My question concerns the use of the convex hull of a set of strategies in the definition of rationalizable strategies. The authors make a point that we could not have used the set of all probability distributions over a set of strategies instead, but I am unable to understand the point they are making. Here's an excerpt:
We now define rationalizability more formally. First we will define an infinite sequence of (possibly mixed) strategies $S_i^0, S_i^1, S_i^2,...$ for each player $i$. Let $S_i^0 = S_i$; thus, for each agent $i$, the first element in the sequence is the set of all $i$'s mixed strategies. Let $CH(S)$ Denote the convex hull of a set $S$: the smallest convex set containing all the elements of $S$. Now we define $S_i^k$ as the set of all strategies $s_i \in S_i^{k-1}$ for which there exists some $s_{-i} \in \Pi_{j\neq i} CH(S_j^{k-1})$ such that for all $s_i' \in S_i^{k-1}, u_i(s_i, s_{-i}) \geq u_i(s'_i, s_{-i})$. That is, a strategy belongs to $S_i^k$ if there is some strategy $s_{-i}$ for the other players in response to which $s_i$ is at least as good as any other strategy from $S_i^{k-1}$. The convex hull operation allows i to best respond to uncertain beliefs about which strategies from $S_j^{k-1}$ player $j$ will adopt. $CH(S_j^{k-1})$ is used instead of $\Pi(S_j^{k-1})$, the set of all probability distributions over $S_j^{k-1}$, because the latter would allow consideration of mixed strategies that are dominated by some pure strategies for $j$. Player $i$ could not believe that $j$ would play such a strategy becase such a belief would be inconsistent with $i$'s knowledge of $j$'s rationality.
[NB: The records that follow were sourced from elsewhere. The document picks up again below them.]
use super::*;

/// Tests inserting a booking.
///
/// Verifies that new bookings start as PENDING and unpaid with the given interval.
///
/// Expected: Ok(Booking) with status PENDING
#[tokio::test]
async fn creates_pending_booking() -> Result<(), AppError> {
    let test = TestBuilder::new().with_booking_tables().build().await.unwrap();
    let db = test.db.as_ref().unwrap();

    let shop = factory::helpers::create_business_with_dependencies(db).await?;
    let client = factory::create_user(db).await?;
    let start = tomorrow_at(11);

    let booking = BookingRepository::new(db)
        .create(CreateBookingParam {
            client_id: client.id,
            worker_id: shop.worker.id,
            service_id: shop.service.id,
            business_id: shop.business.id,
            start_time: start,
            end_time: start + Duration::minutes(30),
            notes: Some("Short on the sides".to_string()),
        })
        .await?;

    assert_eq!(booking.status, BookingStatus::Pending);
    assert!(!booking.is_paid);
    assert_eq!(booking.start_time, start);
    assert_eq!(booking.end_time, start + Duration::minutes(30));
    assert_eq!(booking.notes.as_deref(), Some("Short on the sides"));

    Ok(())
}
Now we define the set of rationalizable strategies for player $i$ as the intersection of the sets $S_i^0, S_i^1,S_i^2...$.
I have highlighted the part I don't understand in bold.
My reasoning is as follows: Say that a set of strategies $S = \{s, s' \}$. Each strategy is just a probability distribution over actions, so they can be seen as vectors containing real numbers in $[0,1]$, with $L_1$ norm $1$. Then as far as I understand $CH(S) = \{ \lambda s + (1-\lambda)s' : \lambda \in [0,1] \}$ while the set of probability distributions $\Pi(S) = \{\mathcal{P}: \mathcal{P}(s) = \lambda, \mathcal{P}(s') = 1-\lambda, \lambda \in[0,1] \}$. Ignoring the fact that the sets do not contain objects of the same type, I don't see the practical difference: there is a bijection between $\Pi(S)$ and $CH(S)$. Why then would $\Pi(S_j^{k-1})$ allow consideration of mixed strategies that are dominated by some pure strategies for $j$, while this apparently is not the case when using $CH(S_j^{k-1})$?
Note: I have read the answer to this related question about why the convex hull is needed in the definition, but it does not touch the difference between $CH(S_j^{k-1})$ and $\Pi(S_j^{k-1})$.